Перед ним были ступени. Он стал по ним подниматься. И по мере того как он шел, мир становился все четче, обретал очертания и форму. Рык сменился ревом уличного движения – он выходил из подземного перехода на Трафальгарскую площадь.
Начинался теплый октябрьский день. Прижимая к груди сумку и моргая на яркий свет, Ричард стоял на краю площади, по которой с ревом мчались такси, машины и двухэтажные красные автобусы. Туристы бросали корм легиону жирных голубей и фотографировались на фоне колонны Нельсона и охраняющих ее огромных львов Лэндсира[24]. Небо было того безмятежно голубого цвета, каким бывает экран телевизора, настроенного на закончивший вещание канал.
Он шел по площади, спрашивая себя, реален ли он в этом мире. Японские туристы не обращали на него внимания. Он попытался заговорить с хорошенькой блондинкой, но она рассмеялась, покачала головой и сказала что-то на языке, который Ричард принял за итальянский, но который на самом деле был финским.
Неопределенного пола ребенок рассматривал голубей, сосредоточенно поглощая шоколадный батончик. Ричард присел рядом на корточки.
– Привет, малыш, – сказал он.
Дитя тщательно сосало батончик и не подавало никаких признаков того, что распознало в Ричарде человека.
– Привет, – повторил Ричард, в голос которого теперь вкралась нотка отчаяния. – Ты меня видишь? Малыш? Привет?
С перемазанного шоколадом личика на него сердито посмотрели маленькие глазки, и тут вдруг нижняя губка задрожала. А потом дитя сбежало, чтобы обхватить руками ноги ближайшей взрослой женщины, и загундосило:
– Мам? Этот человек ко мне пристает. Он ко мне пристает, мам.
Мамаша грозно повернулась к Ричарду.
– Что вам надо от нашей Лесли? – потребовала ответа она. – Для таких, как вы, специальные заведения придуманы.
Ричард расплылся в улыбке. В счастливой улыбке до ушей. Такую улыбку не стереть, даже ударив кирпичом по затылку.
– Честное слово, я ужасно извиняюсь, – сказал он, улыбаясь, как Чеширский Кот.
И, сжимая свою сумку, побежал по Трафальгарской площади, сопровождаемый хлопаньем крыльев, изумленных владельцев которых он заставил подняться в воздух.
Вынув из бумажника кредитную карточку, он вставил ее в банкомат. Банкомат распознал четырехзначный пин-код, посоветовал держать его в секрете и никому не разглашать и спросил, какая услуга ему требуется. Ричард попросил наличности и получил ее в изобилии. От радости он даже выбросил в воздух кулак, а потом, сконфузившись, сделал вид, что подзывает такси.
Такси перед ним остановилось – остановилось! – перед ним! – и, забравшись на заднее сиденье, он снова расплылся в улыбке. Он попросил таксиста отвезти его в офис. А когда таксист указал, что гораздо быстрее будет дойти пешком, Ричард усмехнулся еще шире и сказал, что ему все равно. Как только машина отъехала от тротуара, он стал просить – практически умолять – таксиста попотчевать его, Ричарда, своими взглядами на Проблемы Уличного Движения в Сити, Наилучшие Способы Борьбы с Преступностью и Самые Злободневные Политические Вопросы. В ответ таксист обвинил Ричарда в том, что он «придуривается», и дулся все пять минут езды до Стрэнда. Ричарду все было как с гуся вода. Он все равно дал водителю нелепо большие чаевые. А потом пошел в свой офис.

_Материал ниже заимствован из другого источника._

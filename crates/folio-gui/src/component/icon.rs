//! Glyphs for content enums.
//!
//! Icons come from `iced_fonts::lucide` (see <https://lucide.dev/icons/>).

use folio_model::{SkillIcon, SocialKind};
use iced::widget::Text;
use iced_fonts::lucide;

/// Icon font, registered with the application at startup.
pub use iced_fonts::LUCIDE_FONT_BYTES;

pub fn skill_icon<'a>(icon: SkillIcon) -> Text<'a> {
    match icon {
        SkillIcon::Code => lucide::code(),
        SkillIcon::Server => lucide::server(),
        SkillIcon::Database => lucide::database(),
        SkillIcon::Cpu => lucide::cpu(),
        SkillIcon::Layout => lucide::monitor(),
        SkillIcon::Zap => lucide::zap(),
        SkillIcon::GitBranch => lucide::git_branch(),
        SkillIcon::Globe => lucide::globe(),
        SkillIcon::Terminal => lucide::terminal(),
    }
}

pub fn social_icon<'a>(kind: SocialKind) -> Text<'a> {
    match kind {
        SocialKind::GitHub => lucide::github(),
        SocialKind::LinkedIn => lucide::linkedin(),
        SocialKind::Email => lucide::mail(),
    }
}
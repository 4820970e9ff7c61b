//! Error types for the data model.

use thiserror::Error;

/// Errors raised when parsing identifiers into model types.
#[derive(Debug, Clone, PartialEq, Eq, Error)]
pub enum ModelError {
    /// Category string is not one of `dev` or `research`.
    #[error("unknown project category: {0}")]
    UnknownCategory(String),

    /// Filter string is not one of `all`, `dev`, or `research`.
    #[error("unknown project filter: {0}")]
    UnknownFilter(String),

    /// Anchor id does not name a section or the research page.
    #[error("unknown navigation target: {0}")]
    UnknownTarget(String),
}

/// Result type for model operations.
pub type Result<T> = std::result::Result<T, ModelError>;
//! Page sections and navigation targets.

use std::fmt;
use std::str::FromStr;

use serde::{Deserialize, Serialize};

use crate::error::ModelError;

/// In-page anchor of the main view.
#[derive(Debug, Clone, Copy, PartialEq, Eq, Hash, Serialize, Deserialize)]
#[serde(rename_all = "lowercase")]
pub enum SectionId {
    Home,
    About,
    Skills,
    Research,
    Projects,
    Contact,
}

impl SectionId {
    /// Scroll-spy scan order; earlier ids win ties. This is not the order the
    /// main page draws its sections in: `research` is drawn above `skills`.
    pub const ORDER: [Self; 6] = [
        Self::Home,
        Self::About,
        Self::Skills,
        Self::Research,
        Self::Projects,
        Self::Contact,
    ];

    pub fn as_str(&self) -> &'static str {
        match self {
            Self::Home => "home",
            Self::About => "about",
            Self::Skills => "skills",
            Self::Research => "research",
            Self::Projects => "projects",
            Self::Contact => "contact",
        }
    }
}

impl fmt::Display for SectionId {
    fn fmt(&self, f: &mut fmt::Formatter<'_>) -> fmt::Result {
        f.write_str(self.as_str())
    }
}

impl FromStr for SectionId {
    type Err = ModelError;

    fn from_str(s: &str) -> Result<Self, Self::Err> {
        Self::ORDER
            .into_iter()
            .find(|section| section.as_str() == s)
            .ok_or_else(|| ModelError::UnknownTarget(s.to_string()))
    }
}

/// Where a navigation request points.
#[derive(Debug, Clone, Copy, PartialEq, Eq, Hash, Serialize, Deserialize)]
#[serde(rename_all = "snake_case")]
pub enum NavTarget {
    /// An anchor in the main view.
    Section(SectionId),
    /// The research lab page.
    ResearchPage,
}

impl NavTarget {
    pub const RESEARCH_PAGE_ID: &'static str = "research-page";

    pub fn as_str(&self) -> &'static str {
        match self {
            Self::Section(section) => section.as_str(),
            Self::ResearchPage => Self::RESEARCH_PAGE_ID,
        }
    }
}

impl From<SectionId> for NavTarget {
    fn from(section: SectionId) -> Self {
        Self::Section(section)
    }
}

impl FromStr for NavTarget {
    type Err = ModelError;

    fn from_str(s: &str) -> Result<Self, Self::Err> {
        if s == Self::RESEARCH_PAGE_ID {
            return Ok(Self::ResearchPage);
        }
        s.parse().map(Self::Section)
    }
}

/// One entry of the header navigation.
#[derive(Debug, Clone, Copy, PartialEq, Eq, Serialize)]
pub struct NavLink {
    pub target: NavTarget,
    pub label: &'static str,
    pub mobile_label: &'static str,
    /// Rendered as a call-to-action button instead of a plain link.
    pub action: bool,
}

impl NavLink {
    const fn plain(section: SectionId, label: &'static str, mobile_label: &'static str) -> Self {
        Self {
            target: NavTarget::Section(section),
            label,
            mobile_label,
            action: false,
        }
    }
}

/// Header links in display order.
pub const NAV_LINKS: &[NavLink] = &[
    NavLink::plain(SectionId::Home, "Home", "Home"),
    NavLink::plain(SectionId::About, "About", "About"),
    NavLink::plain(SectionId::Skills, "Tech Stack", "Skills"),
    NavLink::plain(SectionId::Projects, "Projects", "Projects"),
    NavLink {
        target: NavTarget::ResearchPage,
        label: "Research Lab",
        mobile_label: "Research Lab",
        action: true,
    },
    NavLink::plain(SectionId::Contact, "Contact", "Contact"),
];

#[cfg(test)]
mod tests {
    use super::*;

    #[test]
    fn parses_every_section() {
        for section in SectionId::ORDER {
            assert_eq!(section.as_str().parse::<SectionId>(), Ok(section));
        }
    }

    #[test]
    fn research_page_is_distinct_from_research_section() {
        assert_eq!("research-page".parse::<NavTarget>(), Ok(NavTarget::ResearchPage));
        assert_eq!(
            "research".parse::<NavTarget>(),
            Ok(NavTarget::Section(SectionId::Research))
        );
    }

    #[test]
    fn unknown_anchor_is_an_error() {
        assert_eq!(
            "blog".parse::<NavTarget>(),
            Err(ModelError::UnknownTarget("blog".to_string()))
        );
    }

    #[test]
    fn exactly_one_action_link() {
        assert_eq!(NAV_LINKS.iter().filter(|link| link.action).count(), 1);
    }
}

Входя в здание, он почувствовал, как улыбка сползает у него с лица. С каждым шагом ему становилось все беспокойнее, все тревожнее. Что, если у него все еще нет работы? Ладно, пусть его видят маленькие перемазанные шоколадом дети и таксисты, но что, если по какому-то ужасающему невезению для своих сослуживцев он так и остался невидимкой?

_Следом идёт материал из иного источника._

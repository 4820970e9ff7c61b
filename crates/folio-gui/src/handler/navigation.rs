//! Navigation message handler.
//!
//! Handles:
//! - Header, footer, and call-to-action links
//! - Scroll events from the active view (scroll-spy, navbar elevation, reveals)
//! - The settle delay after switching back to the main view
//! - Mobile menu open/close

use folio_core::{CarouselSlot, ScrollRequest, View};
use iced::Task;
use iced::widget::{operation, scrollable};

use super::MessageHandler;
use crate::message::{Message, NavigationMessage};
use crate::state::AppState;
use crate::view::page_scroll_id;

/// Handler for navigation messages.
pub struct NavigationHandler;

impl MessageHandler<NavigationMessage> for NavigationHandler {
    fn handle(&self, state: &mut AppState, msg: NavigationMessage) -> Task<Message> {
        match msg {
            NavigationMessage::Navigate(target) => {
                let now = state.now();
                let before = state.session.view();
                let request = state.session.navigate(target, now);
                tracing::info!(to = target.as_str(), "navigate");
                after_navigation(state, before, request)
            }

            NavigationMessage::NavigateToId(id) => {
                let now = state.now();
                let before = state.session.view();
                match state.session.navigate_to_id(id, now) {
                    Some(request) => after_navigation(state, before, request),
                    None => Task::none(),
                }
            }

            NavigationMessage::Scrolled { offset, height } => {
                if state.scroll_lock.is_locked() {
                    return Task::none();
                }
                state.viewport.offset = offset;
                state.viewport.height = height;
                observe_scroll(state);
                Task::none()
            }

            NavigationMessage::Settled(section) => {
                scroll_task(state, ScrollRequest::ToSection { section })
            }

            NavigationMessage::MenuToggled => {
                state.session.menu_mut().toggle();
                Task::none()
            }

            NavigationMessage::MenuClosed => {
                state.session.menu_mut().close();
                Task::none()
            }
        }
    }
}

fn after_navigation(state: &mut AppState, before: View, request: ScrollRequest) -> Task<Message> {
    let after = state.session.view();
    if before != after {
        // The new view mounts a fresh scrollable at the top.
        state.viewport.offset = 0.0;
        match before {
            View::Research => {
                state.reset_pointer(CarouselSlot::ResearchGallery);
                state.reset_pointer(CarouselSlot::Publications);
            }
            View::Main => state.reset_pointer(CarouselSlot::DetailGallery),
        }
    }
    scroll_task(state, request)
}

/// Carry out a scroll request against the active view's scrollable.
///
/// Section targets missing from the active page are dropped.
pub fn scroll_task(state: &mut AppState, request: ScrollRequest) -> Task<Message> {
    if let ScrollRequest::ToSectionAfterSettle { section, delay } = request {
        return Task::perform(tokio::time::sleep(delay), move |_| {
            Message::Navigation(NavigationMessage::Settled(section))
        });
    }

    let layout = state.layout();
    let Some(y) = request.resolve(state.viewport.offset, &state.probe(&layout)) else {
        tracing::debug!(?request, "scroll target not on this page");
        return Task::none();
    };
    let y = y.min((layout.total_height() - state.viewport.height).max(0.0));

    state.viewport.offset = y;
    observe_scroll(state);

    operation::scroll_to(
        page_scroll_id(state.session.view()),
        scrollable::AbsoluteOffset { x: 0.0, y },
    )
}

/// Feed the current offset to the scroll-spy and reveal latches.
pub fn observe_scroll(state: &mut AppState) {
    let layout = state.layout();
    let probe = state.probe(&layout);
    state.session.on_scroll(state.viewport.offset, &probe);
}
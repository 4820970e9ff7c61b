//! Project grid filter and detail selection.

use std::time::Duration;

use folio_model::{Project, ProjectFilter, ProjectId, filter_projects};

use crate::carousel::{Carousel, CarouselConfig};
use crate::error::{CoreError, Result};

/// Filter plus the currently open project, if any.
///
/// The filter and the selection are independent: changing the filter never
/// closes an open project, and a project stays open even when the filter
/// would hide its card.
#[derive(Debug, Clone, Default)]
pub struct ProjectBrowser {
    filter: ProjectFilter,
    selected: Option<ProjectId>,
    gallery: Option<Carousel>,
}

impl ProjectBrowser {
    pub fn new() -> Self {
        Self::default()
    }

    pub fn filter(&self) -> ProjectFilter {
        self.filter
    }

    pub fn set_filter(&mut self, filter: ProjectFilter) {
        if filter != self.filter {
            tracing::debug!(filter = filter.label(), "project filter changed");
            self.filter = filter;
        }
    }

    /// Cards visible under the current filter, in source order.
    pub fn visible<'a>(&self, projects: &'a [Project]) -> Vec<&'a Project> {
        filter_projects(self.filter, projects)
    }

    pub fn selected(&self) -> Option<ProjectId> {
        self.selected
    }

    pub fn selected_project<'a>(&self, projects: &'a [Project]) -> Option<&'a Project> {
        let id = self.selected?;
        projects.iter().find(|project| project.id == id)
    }

    /// Gallery carousel of the open project; `None` when nothing is open or
    /// the project has no gallery images.
    pub fn gallery(&self) -> Option<&Carousel> {
        self.gallery.as_ref()
    }

    pub fn gallery_mut(&mut self) -> Option<&mut Carousel> {
        self.gallery.as_mut()
    }

    /// Open `project`, replacing any current selection in one step.
    pub fn open(&mut self, project: &Project, now: Duration) -> Result<()> {
        let images = project.gallery().len();
        let gallery = if images > 0 {
            let mut carousel = Carousel::new(images, CarouselConfig::detail_gallery())?;
            carousel.mount(now);
            Some(carousel)
        } else {
            None
        };

        tracing::info!(project = %project.id, title = project.title, "project opened");
        self.selected = Some(project.id);
        self.gallery = gallery;
        Ok(())
    }

    /// Open the project with the given id from `projects`.
    pub fn open_id(&mut self, id: ProjectId, projects: &[Project], now: Duration) -> Result<()> {
        let project = projects
            .iter()
            .find(|project| project.id == id)
            .ok_or(CoreError::UnknownProject(id))?;
        self.open(project, now)
    }

    /// Close the detail overlay and tear down its gallery.
    pub fn close(&mut self) {
        if let Some(id) = self.selected.take() {
            tracing::debug!(project = %id, "project closed");
        }
        if let Some(mut gallery) = self.gallery.take() {
            gallery.unmount();
        }
    }

    pub fn is_open(&self) -> bool {
        self.selected.is_some()
    }

    /// Drive the detail gallery. Returns true when its slide changed.
    pub fn tick(&mut self, now: Duration) -> bool {
        self.gallery
            .as_mut()
            .is_some_and(|gallery| gallery.tick(now))
    }
}

#[cfg(test)]
mod tests {
    use folio_model::content::PROJECTS;

    use super::*;

    fn ms(value: u64) -> Duration {
        Duration::from_millis(value)
    }

    #[test]
    fn open_creates_a_running_gallery() {
        let mut browser = ProjectBrowser::new();
        browser.open(&PROJECTS[0], ms(0)).unwrap();
        let gallery = browser.gallery().unwrap();
        assert_eq!(gallery.len(), 3);
        assert!(gallery.is_playing());
        assert!(browser.tick(ms(4000)));
    }

    #[test]
    fn close_drops_the_gallery() {
        let mut browser = ProjectBrowser::new();
        browser.open(&PROJECTS[1], ms(0)).unwrap();
        browser.close();
        assert!(browser.gallery().is_none());
        assert!(!browser.tick(ms(60_000)));
    }

    #[test]
    fn unknown_id_is_an_error() {
        let mut browser = ProjectBrowser::new();
        assert_eq!(
            browser.open_id(ProjectId(42), &PROJECTS, ms(0)),
            Err(CoreError::UnknownProject(ProjectId(42)))
        );
        assert!(!browser.is_open());
    }

    #[test]
    fn project_without_detail_opens_without_gallery() {
        let mut bare = PROJECTS[0];
        bare.detail = None;
        let mut browser = ProjectBrowser::new();
        browser.open(&bare, ms(0)).unwrap();
        assert_eq!(browser.selected(), Some(bare.id));
        assert!(browser.gallery().is_none());
    }
}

Охранник мистер Фиггис поднял глаза от выпуска «Шаловливых подростков-нимфеток», который прятал в раскрытой «Сан», и шмыгнул носом.
– Доброе утро, мистер Мейхью, – бросил он. Ничего даже отдаленно доброго в этом «доброе утро» не было. Такое пожелание доброго утра подразумевало, что говорившему, в сущности, наплевать, жив его собеседник или мертв, да и вообще все равно, утро сейчас или день.

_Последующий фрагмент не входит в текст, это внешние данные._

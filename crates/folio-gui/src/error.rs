//! GUI-specific error types.
//!
//! None of these errors interrupt the user: settings problems fall back to
//! defaults, missing artwork renders a placeholder, and a link that cannot
//! be opened is logged. The categories and suggestions feed those log
//! records.

use std::path::Path;

use thiserror::Error;

/// GUI-specific errors.
#[derive(Error, Debug, Clone, PartialEq, Eq)]
#[non_exhaustive]
pub enum GuiError {
    // =========================================================================
    // SETTINGS
    // =========================================================================
    /// Failed to load settings.
    #[error("Failed to load settings: {reason}")]
    SettingsLoad {
        /// Description of what went wrong.
        reason: String,
    },

    /// Failed to save settings.
    #[error("Failed to save settings: {reason}")]
    SettingsSave {
        /// Description of what went wrong.
        reason: String,
    },

    // =========================================================================
    // ASSETS
    // =========================================================================
    /// Image URL has no usable file name.
    #[error("No local asset for {url}")]
    AssetUnmapped {
        /// Source URL of the image.
        url: String,
    },

    /// Image file could not be read.
    #[error("Failed to load asset {path}: {reason}")]
    AssetLoad {
        /// Resolved file path.
        path: String,
        /// Description of what went wrong.
        reason: String,
    },

    // =========================================================================
    // LINKS
    // =========================================================================
    /// The platform opener rejected a link.
    #[error("Failed to open {url}: {reason}")]
    LinkOpen {
        /// Link target.
        url: String,
        /// Description of what went wrong.
        reason: String,
    },

    /// Internal error (should not normally occur).
    #[error("Internal error: {message}")]
    Internal {
        /// Description of the internal error.
        message: String,
    },
}

impl GuiError {
    /// Get a user-friendly suggestion for resolving this error.
    pub fn suggestion(&self) -> Option<&'static str> {
        match self {
            Self::SettingsLoad { .. } => {
                Some("Settings will be reset to defaults if the file is corrupted.")
            }
            Self::SettingsSave { .. } => {
                Some("Check file permissions for the application config directory.")
            }
            Self::AssetUnmapped { .. } => Some("Reference images by a URL ending in a file name."),
            Self::AssetLoad { .. } => {
                Some("Place the image in the assets directory or pass --assets-dir.")
            }
            Self::LinkOpen { .. } => Some("Check that a default browser or mail client is set."),
            Self::Internal { .. } => None,
        }
    }

    /// Get the error category for display purposes.
    pub fn category(&self) -> ErrorCategory {
        match self {
            Self::SettingsLoad { .. } | Self::SettingsSave { .. } => ErrorCategory::Settings,
            Self::AssetUnmapped { .. } | Self::AssetLoad { .. } => ErrorCategory::Assets,
            Self::LinkOpen { .. } => ErrorCategory::Links,
            Self::Internal { .. } => ErrorCategory::General,
        }
    }

    // =========================================================================
    // FACTORY METHODS
    // =========================================================================

    /// Create a settings load error from any error source.
    pub fn settings_load(err: impl std::fmt::Display) -> Self {
        Self::SettingsLoad {
            reason: err.to_string(),
        }
    }

    /// Create a settings save error from any error source.
    pub fn settings_save(err: impl std::fmt::Display) -> Self {
        Self::SettingsSave {
            reason: err.to_string(),
        }
    }

    /// Create an asset load error.
    pub fn asset_load(path: &Path, err: impl std::fmt::Display) -> Self {
        Self::AssetLoad {
            path: path.display().to_string(),
            reason: err.to_string(),
        }
    }

    /// Create a link open error.
    pub fn link_open(url: impl Into<String>, err: impl std::fmt::Display) -> Self {
        Self::LinkOpen {
            url: url.into(),
            reason: err.to_string(),
        }
    }

    /// Create an internal error.
    pub fn internal(message: impl Into<String>) -> Self {
        Self::Internal {
            message: message.into(),
        }
    }
}

/// Error category for grouping related errors.
#[derive(Debug, Clone, Copy, PartialEq, Eq)]
pub enum ErrorCategory {
    /// Settings file errors.
    Settings,
    /// Image asset errors.
    Assets,
    /// Outbound link errors.
    Links,
    /// General/uncategorized errors.
    General,
}

impl ErrorCategory {
    /// Get a human-readable label for this category.
    pub fn label(&self) -> &'static str {
        match self {
            Self::Settings => "Settings",
            Self::Assets => "Assets",
            Self::Links => "Links",
            Self::General => "Error",
        }
    }
}

#[cfg(test)]
mod tests {
    use super::*;

    #[test]
    fn every_user_facing_error_has_a_suggestion() {
        let errors = [
            GuiError::settings_load("bad toml"),
            GuiError::settings_save("read-only"),
            GuiError::AssetUnmapped {
                url: "https://example.com/".to_string(),
            },
            GuiError::asset_load(Path::new("assets/a.jpg"), "missing"),
            GuiError::link_open("mailto:a@b.c", "no handler"),
        ];
        for error in errors {
            assert!(error.suggestion().is_some(), "{error}");
        }
        assert!(GuiError::internal("x").suggestion().is_none());
    }

    #[test]
    fn categories() {
        assert_eq!(
            GuiError::settings_save("x").category().label(),
            "Settings"
        );
        assert_eq!(
            GuiError::link_open("u", "x").category(),
            ErrorCategory::Links
        );
    }

    #[test]
    fn display_includes_path() {
        let error = GuiError::asset_load(Path::new("assets/a.jpg"), "not found");
        assert_eq!(
            error.to_string(),
            "Failed to load asset assets/a.jpg: not found"
        );
    }
}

– Фиггис! – радостно воскликнул Ричард. – И вам тоже здравствовать, мистер Фиггис, о, выдающийся охранник!
Ничего подобного прежде мистеру Фиггису не говорил никто, даже обнаженные дамы из его фантазий. Он подозрительно всматривался в Ричарда, пока тот не вошел в лифт и не исчез из виду. А после вернулся к шаловливым подросткам-нимфеткам, хотя начинал подозревать, что, изображены они с леденцами или без, всем им стукнуло самое малое тридцать.